* RECORDS *
* * * * * * * * *

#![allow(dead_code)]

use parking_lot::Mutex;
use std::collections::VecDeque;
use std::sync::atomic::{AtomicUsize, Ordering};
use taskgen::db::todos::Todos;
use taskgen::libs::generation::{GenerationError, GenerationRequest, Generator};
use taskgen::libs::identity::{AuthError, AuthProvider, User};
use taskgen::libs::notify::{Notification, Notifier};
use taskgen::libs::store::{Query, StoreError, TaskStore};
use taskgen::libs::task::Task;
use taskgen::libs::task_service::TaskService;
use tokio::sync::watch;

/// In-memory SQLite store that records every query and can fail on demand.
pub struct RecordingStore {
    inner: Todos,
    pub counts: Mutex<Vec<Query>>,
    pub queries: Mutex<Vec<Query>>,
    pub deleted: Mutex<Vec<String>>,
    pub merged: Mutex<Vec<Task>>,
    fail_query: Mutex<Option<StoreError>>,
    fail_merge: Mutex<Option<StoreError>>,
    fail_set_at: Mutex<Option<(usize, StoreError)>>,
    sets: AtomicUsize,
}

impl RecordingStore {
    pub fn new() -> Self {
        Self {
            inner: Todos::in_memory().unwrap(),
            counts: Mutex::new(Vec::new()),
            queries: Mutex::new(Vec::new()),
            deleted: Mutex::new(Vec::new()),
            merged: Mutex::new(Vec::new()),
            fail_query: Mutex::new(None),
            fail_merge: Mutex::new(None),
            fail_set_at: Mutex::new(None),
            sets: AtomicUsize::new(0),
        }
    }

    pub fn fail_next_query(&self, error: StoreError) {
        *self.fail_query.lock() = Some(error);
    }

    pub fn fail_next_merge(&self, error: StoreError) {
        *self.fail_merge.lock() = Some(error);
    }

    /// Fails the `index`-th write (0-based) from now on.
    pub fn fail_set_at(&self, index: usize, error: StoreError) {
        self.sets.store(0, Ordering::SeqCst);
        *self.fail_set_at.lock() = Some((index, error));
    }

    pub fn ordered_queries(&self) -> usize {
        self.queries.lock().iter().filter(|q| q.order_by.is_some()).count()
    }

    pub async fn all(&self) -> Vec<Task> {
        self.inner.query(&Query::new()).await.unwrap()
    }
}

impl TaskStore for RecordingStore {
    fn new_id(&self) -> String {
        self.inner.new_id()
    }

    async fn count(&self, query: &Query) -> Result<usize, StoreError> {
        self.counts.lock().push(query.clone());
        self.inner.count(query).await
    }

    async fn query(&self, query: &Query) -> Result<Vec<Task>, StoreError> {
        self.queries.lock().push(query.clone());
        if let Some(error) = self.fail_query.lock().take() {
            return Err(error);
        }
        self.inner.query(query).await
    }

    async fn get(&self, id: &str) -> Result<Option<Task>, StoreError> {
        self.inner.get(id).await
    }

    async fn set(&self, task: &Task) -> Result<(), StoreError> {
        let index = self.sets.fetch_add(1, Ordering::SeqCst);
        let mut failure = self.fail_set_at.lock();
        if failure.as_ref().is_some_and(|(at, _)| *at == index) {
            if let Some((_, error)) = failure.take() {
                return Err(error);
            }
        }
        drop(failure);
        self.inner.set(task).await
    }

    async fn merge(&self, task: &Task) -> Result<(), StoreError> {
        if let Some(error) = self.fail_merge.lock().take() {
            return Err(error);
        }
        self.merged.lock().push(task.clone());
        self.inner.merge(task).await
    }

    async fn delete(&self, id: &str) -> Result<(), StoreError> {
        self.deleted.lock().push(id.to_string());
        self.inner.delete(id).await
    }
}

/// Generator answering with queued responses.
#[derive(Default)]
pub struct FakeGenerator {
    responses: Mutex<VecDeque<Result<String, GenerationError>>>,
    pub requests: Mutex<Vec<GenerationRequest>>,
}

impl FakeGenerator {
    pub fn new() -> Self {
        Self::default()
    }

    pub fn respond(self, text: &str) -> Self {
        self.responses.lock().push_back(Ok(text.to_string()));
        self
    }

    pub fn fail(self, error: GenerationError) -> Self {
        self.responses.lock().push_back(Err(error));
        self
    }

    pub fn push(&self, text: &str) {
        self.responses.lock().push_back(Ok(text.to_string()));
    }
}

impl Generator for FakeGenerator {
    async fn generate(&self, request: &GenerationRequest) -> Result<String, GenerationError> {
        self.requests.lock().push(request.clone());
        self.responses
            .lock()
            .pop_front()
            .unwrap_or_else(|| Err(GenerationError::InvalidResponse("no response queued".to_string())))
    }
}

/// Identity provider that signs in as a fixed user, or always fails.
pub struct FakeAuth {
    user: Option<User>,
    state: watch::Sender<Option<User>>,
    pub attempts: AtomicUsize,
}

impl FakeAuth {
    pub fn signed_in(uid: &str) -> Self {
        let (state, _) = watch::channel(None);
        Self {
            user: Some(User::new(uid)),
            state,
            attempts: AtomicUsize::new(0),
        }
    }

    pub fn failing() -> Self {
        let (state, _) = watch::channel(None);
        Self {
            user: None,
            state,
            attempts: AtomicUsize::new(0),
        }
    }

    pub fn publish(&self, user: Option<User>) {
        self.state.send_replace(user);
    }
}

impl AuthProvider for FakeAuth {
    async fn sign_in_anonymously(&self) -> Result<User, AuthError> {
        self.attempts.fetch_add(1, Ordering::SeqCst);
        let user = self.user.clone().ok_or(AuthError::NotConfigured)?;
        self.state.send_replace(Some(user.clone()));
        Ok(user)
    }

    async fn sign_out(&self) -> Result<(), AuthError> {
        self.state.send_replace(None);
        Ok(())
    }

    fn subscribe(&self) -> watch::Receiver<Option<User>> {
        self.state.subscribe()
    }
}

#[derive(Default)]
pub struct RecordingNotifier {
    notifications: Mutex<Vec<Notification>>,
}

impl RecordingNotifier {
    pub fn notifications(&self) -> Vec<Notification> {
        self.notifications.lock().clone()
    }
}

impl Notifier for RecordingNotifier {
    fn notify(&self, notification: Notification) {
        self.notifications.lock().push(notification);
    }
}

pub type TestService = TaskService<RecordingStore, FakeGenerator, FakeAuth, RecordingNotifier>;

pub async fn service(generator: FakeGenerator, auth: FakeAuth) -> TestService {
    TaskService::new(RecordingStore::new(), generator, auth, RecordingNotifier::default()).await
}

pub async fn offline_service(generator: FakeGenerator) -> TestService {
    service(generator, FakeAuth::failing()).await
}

* * * * * * * * *

* DIRECTIONS *
Report each line in the entries where the string "TaskStore" occurs.

* TASK RESPONSE *
use taskgen::libs::store::{Query, StoreError, TaskStore};
impl TaskStore for RecordingStore {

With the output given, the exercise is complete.